The orchestration layer is designed to coordinate perception, planning, and execution components within a modular decision structure that supports branching logic, fallback handling, and reusable task composition. The same structure also aligns well with skill-based robotics, where individual skills can be represented as reusable behavior tree nodes or subtrees.
System overview
The orchestration layer is structured around explicit task states and transitions, allowing robotic workflows to be represented as hierarchical behavior trees rather than monolithic control scripts. This improves readability, maintainability, and extensibility, particularly in systems where multiple subsystems must be coordinated under dynamic conditions.
- Hierarchical task composition
- Explicit sequencing and fallback behavior
- Separation between orchestration and low-level control
- Reusable structure across different robotic applications
- Natural mapping between reusable robot skills and tree nodes or subtrees
In this context, skill-based robot programming can be interpreted as a natural extension of behavior-tree-based orchestration. Individual robot skills, such as approaching an object, capturing an image, or executing a grasp, can be encapsulated as reusable nodes and combined into larger task-level behaviors.
Key challenges addressed
The main challenge addressed by this work is the orchestration of robotic tasks in systems where execution depends on multiple interacting subsystems and non-ideal conditions. In such environments, the control flow must remain understandable and maintainable while still supporting conditional branching, recovery behavior, and clear task boundaries.

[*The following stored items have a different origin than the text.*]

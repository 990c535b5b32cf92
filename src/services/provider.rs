// src/services/provider.rs

//! BTC Map read API client.
//!
//! Three endpoints are used, all relative to the configured base URL:
//!
//! - `GET areas/{name}` for community metadata and boundary
//! - `GET events?updated_since={YYYY-MM-DD}` for change events
//! - `GET elements/{kind}:{id}` for the full element record

use async_trait::async_trait;
use chrono::NaiveDate;
use reqwest::{Client, StatusCode};
use serde::de::DeserializeOwned;
use serde_json::Value;
use url::Url;

use crate::error::{AppError, Result};
use crate::models::{ApiConfig, ChangeEvent, Community, Element, decode_events};
use crate::utils::http;

/// Read access to the remote directory of areas, events and elements.
#[async_trait]
pub trait DirectoryProvider: Send + Sync {
    /// Community metadata. A missing area is `AppError::CommunityNotFound`.
    async fn fetch_area(&self, name: &str) -> Result<Community>;

    /// Change events updated on or after `since` (date granularity only).
    async fn fetch_events(&self, since: NaiveDate) -> Result<Vec<ChangeEvent>>;

    /// One element by its typed reference, e.g. `node:123`.
    async fn fetch_element(&self, element_id: &str) -> Result<Element>;
}

/// HTTP implementation of [`DirectoryProvider`].
#[derive(Debug, Clone)]
pub struct BtcMapClient {
    client: Client,
    base: Url,
}

impl BtcMapClient {
    /// Create a client from API settings.
    pub fn from_config(config: &ApiConfig) -> Result<Self> {
        let client = http::create_async_client(config)?;
        Self::new(client, &config.base_url)
    }

    /// Create a client over an existing `reqwest::Client`.
    pub fn new(client: Client, base_url: &str) -> Result<Self> {
        let base = Url::parse(base_url)?;
        if base.cannot_be_a_base() {
            return Err(AppError::config(format!("Not a base URL: {base_url}")));
        }
        Ok(Self { client, base })
    }

    /// Build an endpoint URL from path segments under the base.
    fn endpoint(&self, segments: &[&str]) -> Result<Url> {
        let mut url = self.base.clone();
        url.path_segments_mut()
            .map_err(|_| AppError::config(format!("Not a base URL: {}", self.base)))?
            .pop_if_empty()
            .extend(segments);
        Ok(url)
    }

    fn area_url(&self, name: &str) -> Result<Url> {
        self.endpoint(&["areas", name])
    }

    fn events_url(&self, since: NaiveDate) -> Result<Url> {
        let mut url = self.endpoint(&["events"])?;
        url.query_pairs_mut()
            .append_pair("updated_since", &since.format("%Y-%m-%d").to_string());
        Ok(url)
    }

    fn element_url(&self, element_id: &str) -> Result<Url> {
        self.endpoint(&["elements", element_id])
    }

    /// GET a URL and decode the JSON body, failing on non-success status.
    async fn get_json<T: DeserializeOwned>(&self, url: Url) -> Result<T> {
        log::debug!("GET {}", url);
        let response = self.client.get(url.clone()).send().await?;
        let status = response.status();
        if !status.is_success() {
            return Err(AppError::Provider {
                status: status.as_u16(),
                url: url.to_string(),
            });
        }
        Ok(response.json().await?)
    }
}

#[async_trait]
impl DirectoryProvider for BtcMapClient {
    async fn fetch_area(&self, name: &str) -> Result<Community> {
        let url = self.area_url(name)?;
        match self.get_json(url).await {
            Err(AppError::Provider { status, .. }) if status == StatusCode::NOT_FOUND.as_u16() => {
                Err(AppError::CommunityNotFound(name.to_string()))
            }
            other => other,
        }
    }

    async fn fetch_events(&self, since: NaiveDate) -> Result<Vec<ChangeEvent>> {
        let records: Vec<Value> = self.get_json(self.events_url(since)?).await?;
        let events = decode_events(records)?;
        log::debug!("Provider reported {} events since {}", events.len(), since);
        Ok(events)
    }

    async fn fetch_element(&self, element_id: &str) -> Result<Element> {
        self.get_json(self.element_url(element_id)?).await
    }
}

- Managing non-linear execution flows
- Designing explicit fallback and recovery paths
- Coordinating perception, planning, and action layers
- Maintaining readability as task complexity grows
Outcome
The project demonstrates that Behavior Trees provide an effective abstraction for structuring robotic workflows at the task level. They enable modular composition of behavior, improve maintainability compared to linear control scripts, and support robust execution in systems that require conditional logic and recovery handling. In addition, they provide a natural framework for representing reusable robot skills as composable units within larger workflows.
Related publication
The orchestration approach has also been presented in a workshop publication, where behavior trees were used to structure task execution and recovery logic in robotic systems.
Behavior Tree as a Decision Planning Algorithm for Industrial Robots
SiPML 2024 workshop
What is intentionally not shown
Detailed node implementations, execution policies, and project-specific orchestration logic are intentionally omitted.